The weekends are increasingly becoming this way. It is the trap of a 9-5 job. I’ve done my work, the mind says, now, let me play and let me rest. The problem is you’ve done someone else’s work, not your work. My work is sorting out who my mentors are — building my personal boardroom. My work is writing a book proposal. My work is adding original art to the newsletter and getting ahead on topics and writing outlines for future, more cohesive curations. My work is the shepherding of my ideas and working with collaborators of my choosing to come together and create new ideas.
That’s my work. But that work is difficult to do when the brain wants nothing more than to be lazily fed the contents of a burrito bowl while watching choreographed fight scenes. The energy spent crinkling my brow as I watch Charlize Theron do a four-square step with a prop gun is energy that could go into Adobe Illustrator and the making of original art. And yet, that’s not where it goes.
So, it’s time for an accountability intervention. Here are three things I will do by next week:
- Next week (I can’t believe I am doing this), no matter how bad it is, I will bring some form of original artwork to this newsletter. Brace yourself.

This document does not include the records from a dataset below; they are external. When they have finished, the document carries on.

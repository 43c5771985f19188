use std::path::PathBuf;

use apollo_compiler::Schema;
use apollo_compiler::ast::Document;
use apollo_compiler::validation::WithErrors;
use thiserror::Error;

use crate::diff::SchemaDiff;
use crate::link::LinkError;

/// Errors turning an SDL string into canonical subgraph SDL.
#[derive(Error, Debug)]
pub enum NormalizeError {
    /// The input is not syntactically valid GraphQL SDL.
    #[error("Invalid GraphQL SDL:\n{message}")]
    Parse { message: String },
    /// The SDL parsed but does not form a schema (duplicate definitions and the like).
    #[error("Invalid GraphQL schema:\n{message}")]
    Build { message: String },
    #[error(transparent)]
    Link(#[from] LinkError),
}

impl From<WithErrors<Document>> for NormalizeError {
    fn from(value: WithErrors<Document>) -> Self {
        NormalizeError::Parse {
            message: value.errors.to_string(),
        }
    }
}

impl From<WithErrors<Schema>> for NormalizeError {
    fn from(value: WithErrors<Schema>) -> Self {
        NormalizeError::Build {
            message: value.errors.to_string(),
        }
    }
}

/// Failures loading a reference schema.
#[derive(Error, Debug)]
pub enum LoadError {
    #[error("Could not read {}: {source}", path.display())]
    Io {
        path: PathBuf,
        source: std::io::Error,
    },
    #[error(transparent)]
    Normalize(#[from] NormalizeError),
}

/// Failures talking to the subgraph under test.
#[derive(Error, Debug)]
pub enum TransportError {
    #[error("Request to subgraph failed: {0}")]
    Request(#[from] reqwest::Error),
    #[error("Subgraph responded with HTTP {status}: {body}")]
    Status {
        status: http::StatusCode,
        body: String,
    },
    #[error("Subgraph response is not valid JSON: {0}")]
    InvalidJson(#[from] serde_json::Error),
}

/// Reasons a compatibility check did not pass.
#[derive(Error, Debug)]
pub enum CheckError {
    #[error(transparent)]
    Transport(#[from] TransportError),
    /// The response did not have the shape the check expects.
    #[error("Unexpected response shape: {0}")]
    Shape(String),
    #[error(transparent)]
    Normalize(#[from] NormalizeError),
    #[error("Subgraph schema does not match the expected schema:\n{0}")]
    Mismatch(SchemaDiff),
}
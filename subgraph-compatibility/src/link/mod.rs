//! `@link` applications on a subgraph's schema definition.
//!
//! Only the parts needed to name federation definitions are modeled: the linked spec url, the
//! spec alias (`as:`), the imported elements (`import:`) and the purpose (`for:`).
use std::str;
use std::sync::Arc;

use apollo_compiler::InvalidNameError;
use apollo_compiler::Name;
use apollo_compiler::Node;
use apollo_compiler::ast::Directive;
use apollo_compiler::ast::Value;
use apollo_compiler::name;
use thiserror::Error;

use crate::link::spec::Identity;
use crate::link::spec::Url;

pub mod spec;

pub const DEFAULT_LINK_NAME: Name = name!("link");
pub const DEFAULT_IMPORT_SCALAR_NAME: Name = name!("Import");
pub const DEFAULT_PURPOSE_ENUM_NAME: Name = name!("Purpose");

#[derive(Error, Debug, PartialEq)]
pub enum LinkError {
    #[error(transparent)]
    InvalidName(#[from] InvalidNameError),
    #[error("Invalid use of @link in schema: {0}")]
    BootstrapError(String),
}

#[derive(Eq, PartialEq, Debug)]
pub enum Purpose {
    SECURITY,
    EXECUTION,
}

impl Purpose {
    pub fn from_value(value: &Value) -> Result<Purpose, LinkError> {
        if let Value::Enum(value) = value {
            value.parse::<Purpose>()
        } else {
            Err(LinkError::BootstrapError(
                "invalid `purpose` value, should be an enum".to_string(),
            ))
        }
    }
}

impl str::FromStr for Purpose {
    type Err = LinkError;

    fn from_str(s: &str) -> Result<Self, Self::Err> {
        match s {
            "SECURITY" => Ok(Purpose::SECURITY),
            "EXECUTION" => Ok(Purpose::EXECUTION),
            _ => Err(LinkError::BootstrapError(format!(
                "invalid/unrecognized `purpose` value '{s}'"
            ))),
        }
    }
}

#[derive(Eq, PartialEq, Debug)]
pub struct Import {
    /// The name of the imported element, never starting with '@': whether it is a directive is
    /// reflected by `is_directive`.
    pub element: Name,

    pub is_directive: bool,

    /// The optional alias under which the element is imported.
    pub alias: Option<Name>,
}

impl Import {
    pub fn from_value(value: &Value) -> Result<Import, LinkError> {
        match value {
            Value::String(str) => {
                if let Some(directive_name) = str.strip_prefix('@') {
                    Ok(Import {
                        element: Name::new(directive_name)?,
                        is_directive: true,
                        alias: None,
                    })
                } else {
                    Ok(Import {
                        element: Name::new(str)?,
                        is_directive: false,
                        alias: None,
                    })
                }
            }
            Value::Object(fields) => {
                let mut name: Option<&str> = None;
                let mut alias: Option<&str> = None;
                for (k, v) in fields {
                    match k.as_str() {
                        "name" => {
                            name = Some(v.as_str().ok_or_else(|| {
                                LinkError::BootstrapError("invalid value for `name` field in @link(import:) argument: must be a string".to_string())
                            })?)
                        }
                        "as" => {
                            alias = Some(v.as_str().ok_or_else(|| {
                                LinkError::BootstrapError("invalid value for `as` field in @link(import:) argument: must be a string".to_string())
                            })?)
                        }
                        _ => {
                            return Err(LinkError::BootstrapError(format!(
                                "unknown field `{k}` in @link(import:) argument"
                            )));
                        }
                    }
                }
                let Some(element) = name else {
                    return Err(LinkError::BootstrapError(
                        "invalid entry in @link(import:) argument, missing mandatory `name` field"
                            .to_string(),
                    ));
                };
                if let Some(directive_name) = element.strip_prefix('@') {
                    let alias = match alias {
                        Some(alias_str) => {
                            let Some(alias_str) = alias_str.strip_prefix('@') else {
                                return Err(LinkError::BootstrapError(format!(
                                    "invalid alias '{alias_str}' for import name '{element}': should start with '@' since the imported name does"
                                )));
                            };
                            Some(Name::new(alias_str)?)
                        }
                        None => None,
                    };
                    Ok(Import {
                        element: Name::new(directive_name)?,
                        is_directive: true,
                        alias,
                    })
                } else {
                    if let Some(alias) = alias {
                        if alias.starts_with('@') {
                            return Err(LinkError::BootstrapError(format!(
                                "invalid alias '{alias}' for import name '{element}': should not start with '@' (or, if {element} is a directive, then the name should start with '@')"
                            )));
                        }
                    }
                    Ok(Import {
                        element: Name::new(element)?,
                        is_directive: false,
                        alias: alias.map(Name::new).transpose()?,
                    })
                }
            }
            _ => Err(LinkError::BootstrapError(
                "invalid sub-value for @link(import:) argument: values should be either strings or input object values of the form { name: \"<importedElement>\", as: \"<alias>\" }.".to_string(),
            )),
        }
    }

    pub fn imported_name(&self) -> &Name {
        self.alias.as_ref().unwrap_or(&self.element)
    }
}

#[derive(Debug, Eq, PartialEq)]
pub struct Link {
    pub url: Url,
    pub spec_alias: Option<Name>,
    pub imports: Vec<Arc<Import>>,
    pub purpose: Option<Purpose>,
}

impl Link {
    pub fn spec_name_in_schema(&self) -> &Name {
        self.spec_alias.as_ref().unwrap_or(&self.url.identity.name)
    }

    pub fn directive_name_in_schema(&self, name: &Name) -> Name {
        // Imported directives keep their (possibly aliased) imported name. Others are qualified
        // by the spec name, except a directive named like the spec itself.
        if let Some(import) = self
            .imports
            .iter()
            .find(|i| i.is_directive && i.element == *name)
        {
            import.imported_name().clone()
        } else if name == self.url.identity.name.as_str() {
            self.spec_name_in_schema().clone()
        } else {
            Name::new_unchecked(&format!("{}__{}", self.spec_name_in_schema(), name))
        }
    }

    pub fn type_name_in_schema(&self, name: &Name) -> Name {
        if let Some(import) = self
            .imports
            .iter()
            .find(|i| !i.is_directive && i.element == *name)
        {
            import.imported_name().clone()
        } else {
            Name::new_unchecked(&format!("{}__{}", self.spec_name_in_schema(), name))
        }
    }

    pub fn is_federation(&self) -> bool {
        self.url.identity == Identity::federation_identity()
    }

    pub fn is_link(&self) -> bool {
        self.url.identity == Identity::link_identity()
    }

    pub fn from_directive_application(directive: &Node<Directive>) -> Result<Link, LinkError> {
        let Some(url) = directive.specified_argument_by_name("url") else {
            return Err(LinkError::BootstrapError(
                "the `url` argument for @link is mandatory".to_string(),
            ));
        };
        let url = url.as_str().ok_or_else(|| {
            LinkError::BootstrapError("the `url` argument for @link must be a String".to_string())
        })?;
        let url: Url = url.parse::<Url>().map_err(|e| {
            LinkError::BootstrapError(format!("invalid `url` argument (reason: {e})"))
        })?;

        let spec_alias = directive
            .specified_argument_by_name("as")
            .and_then(|arg| arg.as_str())
            .map(Name::new)
            .transpose()?;
        let purpose = directive
            .specified_argument_by_name("for")
            .map(|value| Purpose::from_value(value))
            .transpose()?;
        let imports = directive
            .specified_argument_by_name("import")
            .and_then(|arg| arg.as_list())
            .unwrap_or(&[])
            .iter()
            .map(|value| Ok(Arc::new(Import::from_value(value)?)))
            .collect::<Result<Vec<Arc<Import>>, LinkError>>()?;

        Ok(Link {
            url,
            spec_alias,
            imports,
            purpose,
        })
    }
}

#[cfg(test)]
mod tests {
    use apollo_compiler::Schema;
    use apollo_compiler::name;

    use super::*;

    fn first_link(sdl: &str) -> Result<Link, LinkError> {
        let schema = Schema::builder()
            .adopt_orphan_extensions()
            .parse(sdl, "link.graphql")
            .build()
            .unwrap();
        let directive = schema
            .schema_definition
            .directives
            .get(DEFAULT_LINK_NAME.as_str())
            .unwrap();
        Link::from_directive_application(directive)
    }

    #[test]
    fn imported_directives_keep_their_name() {
        let link = first_link(
            r#"
            extend schema @link(url: "https://specs.apollo.dev/federation/v2.3", import: ["@key", { name: "@shareable", as: "@share" }, "FieldSet"])
            type Query { a: Int }
            "#,
        )
        .unwrap();
        assert!(link.is_federation());
        assert_eq!(link.directive_name_in_schema(&name!("key")).as_str(), "key");
        assert_eq!(link.directive_name_in_schema(&name!("shareable")).as_str(), "share");
        assert_eq!(
            link.directive_name_in_schema(&name!("requires")).as_str(),
            "federation__requires"
        );
        assert_eq!(link.type_name_in_schema(&name!("FieldSet")).as_str(), "FieldSet");
        assert_eq!(link.type_name_in_schema(&name!("Scope")).as_str(), "federation__Scope");
    }

    #[test]
    fn spec_alias_renames_qualified_elements() {
        let link = first_link(
            r#"
            extend schema @link(url: "https://specs.apollo.dev/federation/v2.0", as: "fed")
            type Query { a: Int }
            "#,
        )
        .unwrap();
        assert_eq!(link.directive_name_in_schema(&name!("key")).as_str(), "fed__key");
        assert_eq!(link.type_name_in_schema(&name!("FieldSet")).as_str(), "fed__FieldSet");
    }

    #[test]
    fn invalid_imports_are_rejected() {
        let err = first_link(
            r#"
            extend schema @link(url: "https://specs.apollo.dev/federation/v2.0", import: [{ name: "@key", as: "k" }])
            type Query { a: Int }
            "#,
        )
        .unwrap_err();
        assert_eq!(
            err.to_string(),
            "Invalid use of @link in schema: invalid alias 'k' for import name '@key': should start with '@' since the imported name does"
        );
    }

    #[test]
    fn missing_url_is_rejected() {
        let err = first_link(
            r#"
            extend schema @link(as: "fed")
            type Query { a: Int }
            "#,
        )
        .unwrap_err();
        assert_eq!(
            err,
            LinkError::BootstrapError("the `url` argument for @link is mandatory".to_string())
        );
    }
}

- I will complete a book outline — a real one, and I will share the summary of the draft here. (Why am I doing this!?)
- I will get eight hours of sleep on Friday night. (We’ll ignore the red-eye to Boston on Thursday night.)
So, there it is. Three things I will deliver to you next week. Because, failing to do my work is failing to live my life, and, as far as I know, I only get one shot at it.
Now, here are the five:
If you have CEO aspirations, read this. I actually do have chief executive aspirations, the rare 1 am bedtime aside. This is a summary of 10 years of interviews conducted with CEOs for The New York Times's Corner Office column. It is the column’s final entry, and it is a lovely collection of distilled wisdom.
I know, I know, boredom can be good for you. As much as I am banging on myself for sliding like goo through my day, there’s most certainly value in being bored.
‘Want to be happy? Interact with other people (and apps don’t count!). This is a lovely piece that captures something that has been nagging me for a bit. As I’ve written before, I dread social engagements before they happen, but I rarely, if ever, regret them after the fact.
Why I don’t dream about retirement. Remember how I said I’d go back to school when I retire? Well, I’ll likely be going back part time, since the retirement age is going nowhere but up and we’re not getting healthier, at least not in the U.S.
I (can’t) quit. I’m like Darius. As soon as I start something, I look for every excuse to quit. But I can’t. When things get hard, that’s when they get interesting.